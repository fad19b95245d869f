use axum::{extract::State, http::StatusCode, response::IntoResponse, Json};
use serde_json::json;

use crate::AppState;

#[axum::debug_handler]
pub async fn health(State(state): State<AppState>) -> impl IntoResponse {
    let body = json!({
        "status": "ok",
        "version": env!("CARGO_PKG_VERSION"),
        "live_subscribers": state.feed.subscriber_count(),
    });
    (StatusCode::OK, Json(body))
}
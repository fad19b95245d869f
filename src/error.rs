use axum::{
    http::StatusCode,
    response::{IntoResponse, Json},
};
use serde_json::json;

pub type Result<T> = std::result::Result<T, Error>;

#[derive(Debug, thiserror::Error)]
pub enum Error {
    #[error("Configuration error: {0}")]
    Config(String),

    #[error("Bad request: {0}")]
    BadRequest(String),

    #[error("Unauthorized: {0}")]
    Unauthorized(String),

    #[error("Forbidden: {0}")]
    Forbidden(String),

    #[error("Not found: {0}")]
    NotFound(String),

    #[error("Conflict: {0}")]
    Conflict(String),

    #[error("Database error: {0}")]
    Database(sqlx::Error),

    #[error("Validation error: {0}")]
    Validation(#[from] validator::ValidationErrors),

    #[error("JSON error: {0}")]
    Json(#[from] serde_json::Error),

    #[error("Storage error: {0}")]
    Storage(String),

    #[error(transparent)]
    Anyhow(#[from] anyhow::Error),

    #[error("Internal error: {0}")]
    Internal(String),

    #[error("IO error: {0}")]
    Io(#[from] std::io::Error),

    #[error("Multipart error: {0}")]
    Multipart(#[from] axum::extract::multipart::MultipartError),

    #[error("Excel export error: {0}")]
    Xlsx(#[from] rust_xlsxwriter::XlsxError),
}

impl Error {
    pub fn status_code(&self) -> StatusCode {
        match self {
            Error::BadRequest(_)
            | Error::Validation(_)
            | Error::Json(_)
            | Error::Multipart(_)
            | Error::Anyhow(_) => StatusCode::BAD_REQUEST,
            Error::Unauthorized(_) => StatusCode::UNAUTHORIZED,
            Error::Forbidden(_) => StatusCode::FORBIDDEN,
            Error::NotFound(_) => StatusCode::NOT_FOUND,
            Error::Conflict(_) => StatusCode::CONFLICT,
            _ => StatusCode::INTERNAL_SERVER_ERROR,
        }
    }
}

impl IntoResponse for Error {
    fn into_response(self) -> axum::response::Response {
        let status = self.status_code();
        let error_message = match self {
            Error::BadRequest(msg)
            | Error::Unauthorized(msg)
            | Error::Forbidden(msg)
            | Error::NotFound(msg)
            | Error::Conflict(msg)
            | Error::Internal(msg) => msg,
            Error::Validation(err) => err.to_string(),
            Error::Json(err) => err.to_string(),
            Error::Multipart(err) => err.to_string(),
            Error::Anyhow(err) => err.to_string(),
            Error::Storage(msg) => format!("Storage error: {}", msg),
            Error::Xlsx(err) => format!("Export error: {}", err),
            Error::Database(err) => {
                tracing::error!(error = %err, "database error");
                "Database error".to_string()
            }
            Error::Io(err) => {
                tracing::error!(error = %err, "io error");
                "An unexpected error occurred".to_string()
            }
            Error::Config(_) => "An unexpected error occurred".to_string(),
        };

        let body = Json(json!({ "error": error_message }));
        (status, body).into_response()
    }
}

impl From<sqlx::Error> for Error {
    fn from(err: sqlx::Error) -> Self {
        match err {
            sqlx::Error::RowNotFound => Error::NotFound("Resource not found".to_string()),
            sqlx::Error::Database(ref db) if db.is_unique_violation() => {
                Error::Conflict("Resource already exists".to_string())
            }
            other => Error::Database(other),
        }
    }
}

#[cfg(test)]
mod tests {
    use super::*;

    #[test]
    fn maps_variants_to_status_codes() {
        assert_eq!(
            Error::NotFound("job".into()).status_code(),
            StatusCode::NOT_FOUND
        );
        assert_eq!(
            Error::Conflict("dup".into()).status_code(),
            StatusCode::CONFLICT
        );
        assert_eq!(
            Error::Forbidden("no".into()).status_code(),
            StatusCode::FORBIDDEN
        );
        assert_eq!(
            Error::Storage("disk".into()).status_code(),
            StatusCode::INTERNAL_SERVER_ERROR
        );
    }

    #[test]
    fn row_not_found_becomes_not_found() {
        let err: Error = sqlx::Error::RowNotFound.into();
        assert!(matches!(err, Error::NotFound(_)));
    }
}
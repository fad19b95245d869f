use chrono::{DateTime, NaiveDate, NaiveTime, Utc};
use serde::{Deserialize, Serialize};
use sqlx::FromRow;
use uuid::Uuid;

text_enum!(EventKind {
    Interview => "interview",
    Meeting => "meeting",
    Deadline => "deadline",
    Reminder => "reminder",
});

#[derive(Debug, Clone, PartialEq, Serialize, Deserialize, FromRow)]
pub struct CalendarEvent {
    pub id: Uuid,
    pub user_id: Uuid,
    pub title: String,
    pub description: Option<String>,
    pub event_date: NaiveDate,
    pub start_time: Option<NaiveTime>,
    pub location: Option<String>,
    #[sqlx(try_from = "String")]
    pub kind: EventKind,
    pub created_at: DateTime<Utc>,
}

#[derive(Debug, Clone, PartialEq)]
pub struct NewCalendarEvent {
    pub user_id: Uuid,
    pub title: String,
    pub description: Option<String>,
    pub event_date: NaiveDate,
    pub start_time: Option<NaiveTime>,
    pub location: Option<String>,
    pub kind: EventKind,
}
use chrono::NaiveDate;
use serde::Deserialize;
use uuid::Uuid;
use validator::Validate;

use crate::models::task::{NewTask, TaskPriority};

#[derive(Debug, Clone, Deserialize, Validate)]
pub struct CreateTaskPayload {
    #[validate(length(min = 1, max = 200))]
    pub title: String,
    pub due_date: Option<NaiveDate>,
    pub priority: Option<TaskPriority>,
}

impl CreateTaskPayload {
    pub fn into_task(self, owner_id: Uuid) -> NewTask {
        NewTask {
            owner_id,
            title: self.title.trim().to_string(),
            due_date: self.due_date,
            priority: self.priority.unwrap_or(TaskPriority::Medium),
        }
    }
}

#[derive(Debug, Clone, Default, Deserialize)]
#[serde(default)]
pub struct TaskListQuery {
    pub pending_only: Option<bool>,
}
use chrono::{DateTime, Utc};
use serde::{Deserialize, Serialize};
use sqlx::FromRow;
use uuid::Uuid;

#[derive(Debug, Clone, PartialEq, Serialize, Deserialize, FromRow)]
pub struct Message {
    pub id: Uuid,
    pub sender_id: Uuid,
    pub receiver_id: Uuid,
    pub content: String,
    pub is_read: bool,
    pub created_at: DateTime<Utc>,
}

impl Message {
    /// True when the message belongs to the conversation between `a` and `b`.
    pub fn is_between(&self, a: Uuid, b: Uuid) -> bool {
        (self.sender_id == a && self.receiver_id == b)
            || (self.sender_id == b && self.receiver_id == a)
    }
}

#[derive(Debug, Clone, PartialEq)]
pub struct CreateMessage {
    pub sender_id: Uuid,
    pub receiver_id: Uuid,
    pub content: String,
}

/// A counterpart in the messaging center's contact list.
#[derive(Debug, Clone, Serialize, Deserialize, FromRow)]
pub struct Contact {
    pub user_id: Uuid,
    pub full_name: String,
    pub avatar_url: Option<String>,
    pub last_message: Option<String>,
    pub last_message_at: Option<DateTime<Utc>>,
    pub unread_count: i64,
}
—————
◆ **WHAT IS EXPECTED**
The word "occurred" appears in some lines above. Return every one of those lines.

◆ **ANSWER TO THE EXERCISE**
                "An unexpected error occurred".to_string()
            Error::Config(_) => "An unexpected error occurred".to_string(),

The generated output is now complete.